Hi,
Could anyone explain me how the python string "é" is mapped to
the binary code "\xe9" in my python interpreter ?
"é" is not present in the 7-bit ASCII table that is the default
encoding, right ? So is the mapping "é" -"\xe9" portable ?
(site-)configuration dependent ? Can anyone have something
different of "é" when ''print "\xe9"'' is executed ? If the process
is config-dependent, what kind of config info is used ?
Regards,
SB
解决方案
Sébastien Boisgérault schrieb:
Hi,
Could anyone explain me how the python string "é" is mapped to
the binary code "\xe9" in my python interpreter ?
"é" is not present in the 7-bit ASCII table that is the default
encoding, right ? So is the mapping "é" -"\xe9" portable ?
(site-)configuration dependent ? Can anyone have something
different of "é" when ''print "\xe9"'' is executed ? If the process
is config-dependent, what kind of config info is used ?
The default encoding has nothing to do with this. "\xe9" is just a byte.
You can write it into a file (which the terminal is basically), and no
default encoding whatsoever in the mix.
The default-encoding comes into play when you write unicode(!) strings
to a file.
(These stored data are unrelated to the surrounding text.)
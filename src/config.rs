//! Construction-time configuration for the flush controller.
//!
//! The host supplies an `ExporterConfig` -- built in code or parsed from
//! TOML -- alongside its sink list. Everything has a default; an empty
//! config is a working config.

use metric::TagMap;
use std::error;
use std::fmt;
use toml;

/// The hard cap on `max_buffer_duration`, in seconds. Values above this are
/// clamped at construction, so worst-case data latency is bounded no matter
/// what the host asks for.
pub const MAX_BUFFER_DURATION_CAP_S: u64 = 30;

/// Configuration for `exporter::Exporter`.
#[derive(Debug, Clone, PartialEq, Deserialize)]
#[serde(default)]
pub struct ExporterConfig {
    /// Flush as soon as the store holds this many distinct metric
    /// identities. Counted by identity, not by raw event.
    pub max_buffer_size: usize,
    /// The debounce delay and worst-case data latency, in seconds. Clamped
    /// to `MAX_BUFFER_DURATION_CAP_S`.
    pub max_buffer_duration: u64,
    /// Fixed contextual tags merged beneath every ingested event's tags.
    /// Event- and record-derived tags take precedence on collision.
    pub global_tags: TagMap,
    /// Inject an `invocation.wall_time` histogram per ingested record.
    pub invocation_duration: bool,
    /// Inject an `invocation.cpu_time` histogram per ingested record.
    pub invocation_cost: bool,
    /// Inject an `invocation.count` count per ingested record.
    pub invocation_count: bool,
}

impl Default for ExporterConfig {
    fn default() -> ExporterConfig {
        ExporterConfig {
            max_buffer_size: 100,
            max_buffer_duration: 5,
            global_tags: TagMap::default(),
            invocation_duration: true,
            invocation_cost: true,
            invocation_count: true,
        }
    }
}

impl ExporterConfig {
    /// Parse a config from TOML text. Absent keys take their defaults.
    pub fn from_toml(body: &str) -> Result<ExporterConfig, Error> {
        toml::from_str(body).map_err(Error::Toml)
    }
}

/// Why a config failed to parse.
#[derive(Debug)]
pub enum Error {
    /// The TOML body was malformed or mistyped.
    Toml(toml::de::Error),
}

impl fmt::Display for Error {
    fn fmt(&self, f: &mut fmt::Formatter) -> fmt::Result {
        match *self {
            Error::Toml(ref e) => write!(f, "invalid exporter config: {}", e),
        }
    }
}

impl error::Error for Error {}

#[cfg(test)]
mod test {
    use super::*;

    #[test]
    fn defaults() {
        let config = ExporterConfig::default();
        assert_eq!(100, config.max_buffer_size);
        assert_eq!(5, config.max_buffer_duration);
        assert!(config.global_tags.is_empty());
        assert!(config.invocation_duration);
        assert!(config.invocation_cost);
        assert!(config.invocation_count);
    }

    #[test]
    fn from_toml_partial() {
        let config = ExporterConfig::from_toml(
            r#"
max_buffer_size = 250
invocation_cost = false

[global_tags]
env = "staging"
"#,
        ).unwrap();

        assert_eq!(250, config.max_buffer_size);
        assert_eq!(5, config.max_buffer_duration);
        assert!(!config.invocation_cost);
        assert!(config.invocation_count);
        assert_eq!(Some("staging"), config.global_tags.get("env"));
    }

    #[test]
    fn from_toml_empty_is_default() {
        let config = ExporterConfig::from_toml("").unwrap();
        assert_eq!(ExporterConfig::default(), config);
    }

    #[test]
    fn from_toml_rejects_mistyped() {
        assert!(ExporterConfig::from_toml("max_buffer_size = \"lots\"").is_err());
    }
}
//! Decant aggregates fine-grained metric events in memory and periodically
//! decants compact summaries to one or more downstream sinks. It exists to
//! keep high-frequency, low-latency metric emission decoupled from network
//! export, which is slow, fallible and must never block the caller.
//!
//! The pieces, leaf first:
//!
//!  * `stats` -- pure percentile / aggregate computation over raw samples.
//!  * `buckets` -- the keyed aggregation store, one entry per distinct
//!    (name, kind, tag set) identity.
//!  * `exporter` -- the flush controller. It owns the store, decides when a
//!    window closes (size threshold or debounce timer) and fans the drained
//!    payloads out to every configured sink.
//!  * `sink` -- the contract every downstream exporter implements, plus the
//!    trivial console and null sinks.
//!
//! Unflushed data is purely in-memory and is lost on crash, by intent. Export
//! is best-effort and at-most-once: a sink that rejects a batch does not get
//! the batch again and does not disturb its sibling sinks.
#![deny(missing_docs, trivial_numeric_casts, unstable_features, unused_import_braces)]
extern crate chrono;
extern crate seahash;
extern crate serde;
extern crate toml;

#[macro_use]
extern crate log;

#[macro_use]
extern crate lazy_static;

#[macro_use]
extern crate serde_derive;

#[macro_use]
extern crate serde_json;

#[cfg(test)]
extern crate quickcheck;

pub mod buckets;
pub mod config;
pub mod exporter;
pub mod metric;
pub mod record;
pub mod sink;
pub mod stats;
pub mod time;
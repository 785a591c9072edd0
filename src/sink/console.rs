//! Console sink, prints every batch to stdout. Intended for demonstration
//! and local debugging.

use chrono::Utc;
use metric::Payload;
use sink::{Error, Sink};

/// The console sink.
pub struct Console {
    name: String,
}

/// Configuration for the `Console` sink.
#[derive(Debug, Clone, Deserialize)]
pub struct ConsoleConfig {
    /// The sink's name, used in flush failure logs.
    pub name: String,
}

impl Default for ConsoleConfig {
    fn default() -> ConsoleConfig {
        ConsoleConfig {
            name: String::from("console"),
        }
    }
}

impl Console {
    /// Create a new Console sink.
    pub fn new(config: ConsoleConfig) -> Console {
        Console { name: config.name }
    }
}

impl Sink for Console {
    fn name(&self) -> &str {
        &self.name
    }

    fn send_metrics(&self, payloads: &[Payload]) -> Result<(), Error> {
        println!(
            "flush of {} payloads at {}",
            payloads.len(),
            Utc::now().to_rfc3339()
        );
        for payload in payloads {
            println!(
                "    {} {}{{{}}}: {} @{}",
                payload.kind,
                payload.name,
                payload.tags.to_segment(),
                payload.value,
                payload.timestamp
            );
        }
        Ok(())
    }
}
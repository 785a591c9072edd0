//! A common source of wall-clock time.
//!
//! Every timestamp in the system is milliseconds since the Unix epoch. Events
//! may carry their own timestamps; when they do not, the ingest path stamps
//! them with `now_ms` at delivery.

use chrono::Utc;

/// The current wall-clock time in milliseconds since the Unix epoch.
pub fn now_ms() -> i64 {
    Utc::now().timestamp_millis()
}
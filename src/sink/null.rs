//! Null sink
//!
//! This sink is intended for testing and demonstration. Every batch it
//! receives will be deallocated.

use metric::Payload;
use sink::{Error, Sink};

/// The null sink.
pub struct Null {
    name: String,
}

/// Configuration for the `Null` sink.
#[derive(Debug, Clone, Deserialize)]
pub struct NullConfig {
    /// The sink's name, used in flush failure logs.
    pub name: String,
}

impl Default for NullConfig {
    fn default() -> NullConfig {
        NullConfig {
            name: String::from("null"),
        }
    }
}

impl Null {
    /// Create a new Null sink.
    pub fn new(config: NullConfig) -> Null {
        Null { name: config.name }
    }
}

impl Sink for Null {
    fn name(&self) -> &str {
        &self.name
    }

    fn send_metrics(&self, _payloads: &[Payload]) -> Result<(), Error> {
        // discard the batch, intentionally
        Ok(())
    }
}
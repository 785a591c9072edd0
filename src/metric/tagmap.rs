//! tagmap is the key, value collection that distinguishes identically named
//! metrics from one another. Think of it as a specialized hashmap: entries are
//! kept sorted by key so that iteration order -- and therefore the canonical
//! serialization used for identity -- never depends on insertion order.

use serde::de::{MapAccess, Visitor};
use serde::ser::SerializeMap;
use serde::{Deserialize, Deserializer, Serialize, Serializer};
use std::fmt;
use std::slice::Iter;

/// A small sorted-vector map from tag name to tag value. Both sides are
/// strings; scalar tag values are canonicalized to strings at the ingress
/// boundary. Lookup and insertion are binary searches, which beats hashing
/// for the handful of tags a metric realistically carries.
#[derive(Clone, Debug, PartialEq, Eq, Hash)]
pub struct TagMap {
    inner: Vec<(String, String)>,
}

impl Default for TagMap {
    fn default() -> TagMap {
        TagMap {
            inner: Vec::with_capacity(8),
        }
    }
}

impl TagMap {
    /// Create an empty `TagMap`.
    pub fn new() -> TagMap {
        Default::default()
    }

    /// Iterate the key, value pairs in ascending key order.
    pub fn iter(&self) -> Iter<(String, String)> {
        self.inner.iter()
    }

    /// Get a value from the tagmap, if it exists.
    pub fn get(&self, key: &str) -> Option<&str> {
        match self
            .inner
            .binary_search_by(|probe| probe.0.as_str().cmp(key))
        {
            Ok(idx) => Some(&self.inner[idx].1),
            Err(_) => None,
        }
    }

    /// Insert a key / value into self.
    ///
    /// Returns the value previously stored under the given key, if there was
    /// such a value.
    pub fn insert<K, V>(&mut self, key: K, val: V) -> Option<String>
    where
        K: Into<String>,
        V: Into<String>,
    {
        let key = key.into();
        let val = val.into();
        match self.inner.binary_search_by(|probe| probe.0.cmp(&key)) {
            Ok(idx) => {
                self.inner.push((key, val));
                let old = self.inner.swap_remove(idx);
                Some(old.1)
            }
            Err(idx) => {
                self.inner.insert(idx, (key, val));
                None
            }
        }
    }

    /// Merge another tagmap underneath self.
    ///
    /// Keys already present in self are left alone: existing entries take
    /// precedence over `other`. This is exactly the rule for overlaying
    /// derived global tags beneath event-supplied tags.
    pub fn merge(&mut self, other: &TagMap) {
        for &(ref key, ref val) in &other.inner {
            match self.inner.binary_search_by(|probe| probe.0.cmp(key)) {
                Ok(_) => {}
                Err(idx) => {
                    self.inner.insert(idx, (key.clone(), val.clone()));
                }
            }
        }
    }

    /// Render the canonical `key:value` serialization, entries joined by
    /// commas. Two tagmaps with equal contents always render identically, no
    /// matter the order their entries arrived in. The empty map renders as
    /// the empty string.
    pub fn to_segment(&self) -> String {
        let mut segment = String::new();
        for (idx, &(ref k, ref v)) in self.inner.iter().enumerate() {
            if idx > 0 {
                segment.push(',');
            }
            segment.push_str(k);
            segment.push(':');
            segment.push_str(v);
        }
        segment
    }

    /// Determine if the tagmap is empty.
    pub fn is_empty(&self) -> bool {
        self.inner.is_empty()
    }

    /// The total number of key / values stored in the map.
    pub fn len(&self) -> usize {
        self.inner.len()
    }
}

impl Serialize for TagMap {
    fn serialize<S>(&self, serializer: S) -> Result<S::Ok, S::Error>
    where
        S: Serializer,
    {
        let mut map = serializer.serialize_map(Some(self.inner.len()))?;
        for &(ref k, ref v) in &self.inner {
            map.serialize_entry(k, v)?;
        }
        map.end()
    }
}

struct TagMapVisitor;

impl<'de> Visitor<'de> for TagMapVisitor {
    type Value = TagMap;

    fn expecting(&self, formatter: &mut fmt::Formatter) -> fmt::Result {
        formatter.write_str("a map of tag names to tag values")
    }

    fn visit_map<M>(self, mut access: M) -> Result<TagMap, M::Error>
    where
        M: MapAccess<'de>,
    {
        let mut tags = TagMap::new();
        while let Some((key, val)) = access.next_entry::<String, String>()? {
            tags.insert(key, val);
        }
        Ok(tags)
    }
}

impl<'de> Deserialize<'de> for TagMap {
    fn deserialize<D>(deserializer: D) -> Result<TagMap, D::Error>
    where
        D: Deserializer<'de>,
    {
        deserializer.deserialize_map(TagMapVisitor)
    }
}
Then the unicode string is converted to a byte string using
the default-eocoding. Which will fail miserably if the default encoding
is ascii (as it is supposed to be) and your unicode string contains any
"funny" characters.
But even if you encode the unicode string explicitely with an encoding
like latin1 or utf-8, the resulting byte strings will just be written to
the file. And it is a totally different question (and actually not
controllable by you/python) if the terminal will interpret the bytes
correct or not.
Diez
Sébastien Boisgérault wrote:
Could anyone explain me how the python string "é" is mapped to
the binary code "\xe9" in my python interpreter ?
in the iso-8859-1 character set, the character é is represented by the code
0xE9 (233 in decimal). there''s no mapping going on here; there''s only one
character in the string. how it appears on your screen depends on how you
print it, and what encoding your terminal is using.
>>s = "é"
len(s)
1
>>ord(s)
233
>>hex(ord(s))
''0xe9''
>>s
''\xe9''
>>print repr(s)
''\xe9''
>>print s
é
>>print chr(233)
é
Fredrik Lundh wrote:
in the iso-8859-1 character set, the character é is represented by the code
0xE9 (233 in decimal). there''s no mapping going on here; there''s only one
character in the string. how it appears on your screen depends on how you
print it, and what encoding your terminal is using.
Crystal clear. Thanks !
SB